**Records for the exercise**:
*** Begin section ***

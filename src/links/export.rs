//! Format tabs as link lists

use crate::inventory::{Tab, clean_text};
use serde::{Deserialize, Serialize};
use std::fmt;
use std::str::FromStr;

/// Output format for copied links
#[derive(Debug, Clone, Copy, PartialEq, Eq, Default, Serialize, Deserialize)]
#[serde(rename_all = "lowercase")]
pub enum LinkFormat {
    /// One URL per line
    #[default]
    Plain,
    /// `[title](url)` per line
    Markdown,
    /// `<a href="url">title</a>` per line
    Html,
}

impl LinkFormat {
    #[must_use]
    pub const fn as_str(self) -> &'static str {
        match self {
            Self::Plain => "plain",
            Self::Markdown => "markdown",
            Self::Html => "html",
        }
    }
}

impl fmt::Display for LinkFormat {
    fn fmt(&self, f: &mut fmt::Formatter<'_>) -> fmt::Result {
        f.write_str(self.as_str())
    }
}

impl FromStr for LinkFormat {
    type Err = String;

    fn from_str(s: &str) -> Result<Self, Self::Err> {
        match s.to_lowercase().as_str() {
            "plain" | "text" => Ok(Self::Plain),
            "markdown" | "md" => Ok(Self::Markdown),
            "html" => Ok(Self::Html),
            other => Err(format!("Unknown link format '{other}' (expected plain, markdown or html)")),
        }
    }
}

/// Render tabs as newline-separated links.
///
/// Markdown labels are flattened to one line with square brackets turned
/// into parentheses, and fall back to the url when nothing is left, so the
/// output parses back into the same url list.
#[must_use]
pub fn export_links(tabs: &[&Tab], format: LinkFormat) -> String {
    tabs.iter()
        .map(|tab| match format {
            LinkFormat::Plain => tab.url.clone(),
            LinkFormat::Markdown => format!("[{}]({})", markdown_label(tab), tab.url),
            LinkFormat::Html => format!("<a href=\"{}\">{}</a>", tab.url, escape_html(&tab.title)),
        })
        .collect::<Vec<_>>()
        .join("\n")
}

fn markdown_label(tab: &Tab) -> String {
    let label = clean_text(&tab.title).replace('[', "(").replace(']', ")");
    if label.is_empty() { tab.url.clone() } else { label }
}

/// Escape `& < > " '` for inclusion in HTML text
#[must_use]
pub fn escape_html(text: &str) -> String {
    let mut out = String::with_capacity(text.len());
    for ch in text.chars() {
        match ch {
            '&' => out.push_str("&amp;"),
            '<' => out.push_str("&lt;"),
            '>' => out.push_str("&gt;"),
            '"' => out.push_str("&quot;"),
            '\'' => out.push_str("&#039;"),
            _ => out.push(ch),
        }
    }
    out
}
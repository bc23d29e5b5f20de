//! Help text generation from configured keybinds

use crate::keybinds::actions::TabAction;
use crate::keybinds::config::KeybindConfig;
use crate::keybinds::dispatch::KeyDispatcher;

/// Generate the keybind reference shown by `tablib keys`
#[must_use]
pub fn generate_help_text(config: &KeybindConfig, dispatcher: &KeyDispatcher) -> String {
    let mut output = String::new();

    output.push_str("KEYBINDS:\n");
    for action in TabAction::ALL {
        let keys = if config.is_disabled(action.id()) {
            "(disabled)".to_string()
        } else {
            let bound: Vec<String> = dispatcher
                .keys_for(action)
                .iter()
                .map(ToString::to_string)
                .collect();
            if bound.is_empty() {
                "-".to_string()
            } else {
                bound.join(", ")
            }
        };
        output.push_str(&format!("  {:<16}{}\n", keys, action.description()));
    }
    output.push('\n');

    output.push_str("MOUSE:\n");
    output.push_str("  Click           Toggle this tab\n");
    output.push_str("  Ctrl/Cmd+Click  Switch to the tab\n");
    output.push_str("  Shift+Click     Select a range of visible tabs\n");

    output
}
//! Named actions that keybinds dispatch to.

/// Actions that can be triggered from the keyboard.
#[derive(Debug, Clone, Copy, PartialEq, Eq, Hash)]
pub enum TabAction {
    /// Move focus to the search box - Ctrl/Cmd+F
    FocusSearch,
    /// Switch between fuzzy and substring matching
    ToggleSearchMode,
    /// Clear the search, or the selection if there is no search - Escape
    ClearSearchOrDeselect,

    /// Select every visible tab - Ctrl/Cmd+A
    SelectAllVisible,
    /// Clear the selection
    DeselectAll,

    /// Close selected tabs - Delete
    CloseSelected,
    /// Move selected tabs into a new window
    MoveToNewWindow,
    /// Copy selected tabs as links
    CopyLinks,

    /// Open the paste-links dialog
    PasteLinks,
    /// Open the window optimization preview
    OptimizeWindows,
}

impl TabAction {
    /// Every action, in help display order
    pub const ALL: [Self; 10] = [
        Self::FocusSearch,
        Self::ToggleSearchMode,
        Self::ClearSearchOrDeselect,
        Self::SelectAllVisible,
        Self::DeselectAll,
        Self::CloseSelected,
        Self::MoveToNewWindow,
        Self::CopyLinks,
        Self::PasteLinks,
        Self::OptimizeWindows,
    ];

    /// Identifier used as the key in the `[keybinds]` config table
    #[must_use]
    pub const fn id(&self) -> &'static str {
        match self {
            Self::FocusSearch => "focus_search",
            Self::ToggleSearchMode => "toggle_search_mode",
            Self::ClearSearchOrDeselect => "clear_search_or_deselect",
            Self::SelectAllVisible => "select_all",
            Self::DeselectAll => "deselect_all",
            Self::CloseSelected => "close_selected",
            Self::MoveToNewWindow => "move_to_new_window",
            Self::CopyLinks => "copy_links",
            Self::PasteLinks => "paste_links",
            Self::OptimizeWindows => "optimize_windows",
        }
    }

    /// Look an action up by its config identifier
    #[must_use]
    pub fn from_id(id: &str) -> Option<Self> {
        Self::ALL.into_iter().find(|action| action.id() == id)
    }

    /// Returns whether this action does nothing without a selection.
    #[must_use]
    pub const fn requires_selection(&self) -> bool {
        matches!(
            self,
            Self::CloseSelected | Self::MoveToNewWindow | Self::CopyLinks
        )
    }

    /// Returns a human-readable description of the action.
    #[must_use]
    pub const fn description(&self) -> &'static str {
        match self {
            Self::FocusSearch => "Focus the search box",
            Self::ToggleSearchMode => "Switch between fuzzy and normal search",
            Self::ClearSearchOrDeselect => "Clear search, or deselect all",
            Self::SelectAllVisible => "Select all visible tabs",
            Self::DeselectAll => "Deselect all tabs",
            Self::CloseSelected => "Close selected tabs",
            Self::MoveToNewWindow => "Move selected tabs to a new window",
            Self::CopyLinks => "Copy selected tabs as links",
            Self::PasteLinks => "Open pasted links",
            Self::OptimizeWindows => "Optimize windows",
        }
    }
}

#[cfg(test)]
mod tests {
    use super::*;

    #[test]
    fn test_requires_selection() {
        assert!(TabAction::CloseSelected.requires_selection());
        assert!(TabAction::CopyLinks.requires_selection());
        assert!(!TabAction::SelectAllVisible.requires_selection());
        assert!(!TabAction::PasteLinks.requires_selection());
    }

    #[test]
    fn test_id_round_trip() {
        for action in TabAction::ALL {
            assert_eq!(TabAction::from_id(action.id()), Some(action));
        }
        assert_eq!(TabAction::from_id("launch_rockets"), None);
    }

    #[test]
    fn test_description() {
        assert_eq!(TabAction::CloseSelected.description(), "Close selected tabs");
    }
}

*** End section ***

Each record is to be retyped exactly as it appears.

filename src/links/export.rs
//! Format tabs as link lists

use crate::inventory::{Tab, clean_text};
use serde::{Deserialize, Serialize};
use std::fmt;
use std::str::FromStr;

/// Output format for copied links
#[derive(Debug, Clone, Copy, PartialEq, Eq, Default, Serialize, Deserialize)]
#[serde(rename_all = "lowercase")]
pub enum LinkFormat {
    /// One URL per line
    #[default]
    Plain,
    /// `[title](url)` per line
    Markdown,
    /// `<a href="url">title</a>` per line
    Html,
}

impl LinkFormat {
    #[must_use]
    pub const fn as_str(self) -> &'static str {
        match self {
            Self::Plain => "plain",
            Self::Markdown => "markdown",
            Self::Html => "html",
        }
    }
}

impl fmt::Display for LinkFormat {
    fn fmt(&self, f: &mut fmt::Formatter<'_>) -> fmt::Result {
        f.write_str(self.as_str())
    }
}

impl FromStr for LinkFormat {
    type Err = String;

    fn from_str(s: &str) -> Result<Self, Self::Err> {
        match s.to_lowercase().as_str() {
            "plain" | "text" => Ok(Self::Plain),
            "markdown" | "md" => Ok(Self::Markdown),
            "html" => Ok(Self::Html),
            other => Err(format!("Unknown link format '{other}' (expected plain, markdown or html)")),
        }
    }
}

/// Render tabs as newline-separated links.
///
/// Markdown labels are flattened to one line with square brackets turned
/// into parentheses, and fall back to the url when nothing is left, so the
/// output parses back into the same url list.
#[must_use]
pub fn export_links(tabs: &[&Tab], format: LinkFormat) -> String {
    tabs.iter()
        .map(|tab| match format {
            LinkFormat::Plain => tab.url.clone(),
            LinkFormat::Markdown => format!("[{}]({})", markdown_label(tab), tab.url),
            LinkFormat::Html => format!("<a href=\"{}\">{}</a>", tab.url, escape_html(&tab.title)),
        })
        .collect::<Vec<_>>()
        .join("\n")
}

fn markdown_label(tab: &Tab) -> String {
    let label = clean_text(&tab.title).replace('[', "(").replace(']', ")");
    if label.is_empty() { tab.url.clone() } else { label }
}

/// Escape `& < > " '` for inclusion in HTML text
#[must_use]
pub fn escape_html(text: &str) -> String {
    let mut out = String::with_capacity(text.len());
    for ch in text.chars() {
        match ch {
            '&' => out.push_str("&amp;"),
            '<' => out.push_str("&lt;"),
            '>' => out.push_str("&gt;"),
            '"' => out.push_str("&quot;"),
            '\'' => out.push_str("&#039;"),
            _ => out.push(ch),
        }
    }
    out
}
repository bc23d29e5b5f20de
//! Help text generation from configured keybinds

use crate::keybinds::actions::TabAction;
use crate::keybinds::config::KeybindConfig;
use crate::keybinds::dispatch::KeyDispatcher;

/// Generate the keybind reference shown by `tablib keys`
#[must_use]
pub fn generate_help_text(config: &KeybindConfig, dispatcher: &KeyDispatcher) -> String {
    let mut output = String::new();

    output.push_str("KEYBINDS:\n");
    for action in TabAction::ALL {
        let keys = if config.is_disabled(action.id()) {
            "(disabled)".to_string()
        } else {
            let bound: Vec<String> = dispatcher
                .keys_for(action)
                .iter()
                .map(ToString::to_string)
                .collect();
            if bound.is_empty() {
                "-".to_string()
            } else {
                bound.join(", ")
            }
        };
        output.push_str(&format!("  {:<16}{}\n", keys, action.description()));
    }
    output.push('\n');

    output.push_str("MOUSE:\n");
    output.push_str("  Click           Toggle this tab\n");
    output.push_str("  Ctrl/Cmd+Click  Switch to the tab\n");
    output.push_str("  Shift+Click     Select a range of visible tabs\n");

    output
}
//! Named actions that keybinds dispatch to.

/// Actions that can be triggered from the keyboard.
#[derive(Debug, Clone, Copy, PartialEq, Eq, Hash)]
pub enum TabAction {
    /// Move focus to the search box - Ctrl/Cmd+F
    FocusSearch,
    /// Switch between fuzzy and substring matching
    ToggleSearchMode,
    /// Clear the search, or the selection if there is no search - Escape
    ClearSearchOrDeselect,

    /// Select every visible tab - Ctrl/Cmd+A
    SelectAllVisible,
    /// Clear the selection
    DeselectAll,

    /// Close selected tabs - Delete
    CloseSelected,
    /// Move selected tabs into a new window
    MoveToNewWindow,
    /// Copy selected tabs as links
    CopyLinks,

    /// Open the paste-links dialog
    PasteLinks,
    /// Open the window optimization preview
    OptimizeWindows,
}

impl TabAction {
    /// Every action, in help display order
    pub const ALL: [Self; 10] = [
        Self::FocusSearch,
        Self::ToggleSearchMode,
        Self::ClearSearchOrDeselect,
        Self::SelectAllVisible,
        Self::DeselectAll,
        Self::CloseSelected,
        Self::MoveToNewWindow,
        Self::CopyLinks,
        Self::PasteLinks,
        Self::OptimizeWindows,
    ];

    /// Identifier used as the key in the `[keybinds]` config table
    #[must_use]
    pub const fn id(&self) -> &'static str {
        match self {
            Self::FocusSearch => "focus_search",
            Self::ToggleSearchMode => "toggle_search_mode",
            Self::ClearSearchOrDeselect => "clear_search_or_deselect",
            Self::SelectAllVisible => "select_all",
            Self::DeselectAll => "deselect_all",
            Self::CloseSelected => "close_selected",
            Self::MoveToNewWindow => "move_to_new_window",
            Self::CopyLinks => "copy_links",
            Self::PasteLinks => "paste_links",
            Self::OptimizeWindows => "optimize_windows",
        }
    }

    /// Look an action up by its config identifier
    #[must_use]
    pub fn from_id(id: &str) -> Option<Self> {
        Self::ALL.into_iter().find(|action| action.id() == id)
    }

    /// Returns whether this action does nothing without a selection.
    #[must_use]
    pub const fn requires_selection(&self) -> bool {
        matches!(
            self,
            Self::CloseSelected | Self::MoveToNewWindow | Self::CopyLinks
        )
    }

    /// Returns a human-readable description of the action.
    #[must_use]
    pub const fn description(&self) -> &'static str {
        match self {
            Self::FocusSearch => "Focus the search box",
            Self::ToggleSearchMode => "Switch between fuzzy and normal search",
            Self::ClearSearchOrDeselect => "Clear search, or deselect all",
            Self::SelectAllVisible => "Select all visible tabs",
            Self::DeselectAll => "Deselect all tabs",
            Self::CloseSelected => "Close selected tabs",
            Self::MoveToNewWindow => "Move selected tabs to a new window",
            Self::CopyLinks => "Copy selected tabs as links",
            Self::PasteLinks => "Open pasted links",
            Self::OptimizeWindows => "Optimize windows",
        }
    }
}

#[cfg(test)]
mod tests {
    use super::*;

    #[test]
    fn test_requires_selection() {
        assert!(TabAction::CloseSelected.requires_selection());
        assert!(TabAction::CopyLinks.requires_selection());
        assert!(!TabAction::SelectAllVisible.requires_selection());
        assert!(!TabAction::PasteLinks.requires_selection());
    }

    #[test]
    fn test_id_round_trip() {
        for action in TabAction::ALL {
            assert_eq!(TabAction::from_id(action.id()), Some(action));
        }
        assert_eq!(TabAction::from_id("launch_rockets"), None);
    }

    #[test]
    fn test_description() {
        assert_eq!(TabAction::CloseSelected.description(), "Close selected tabs");
    }
}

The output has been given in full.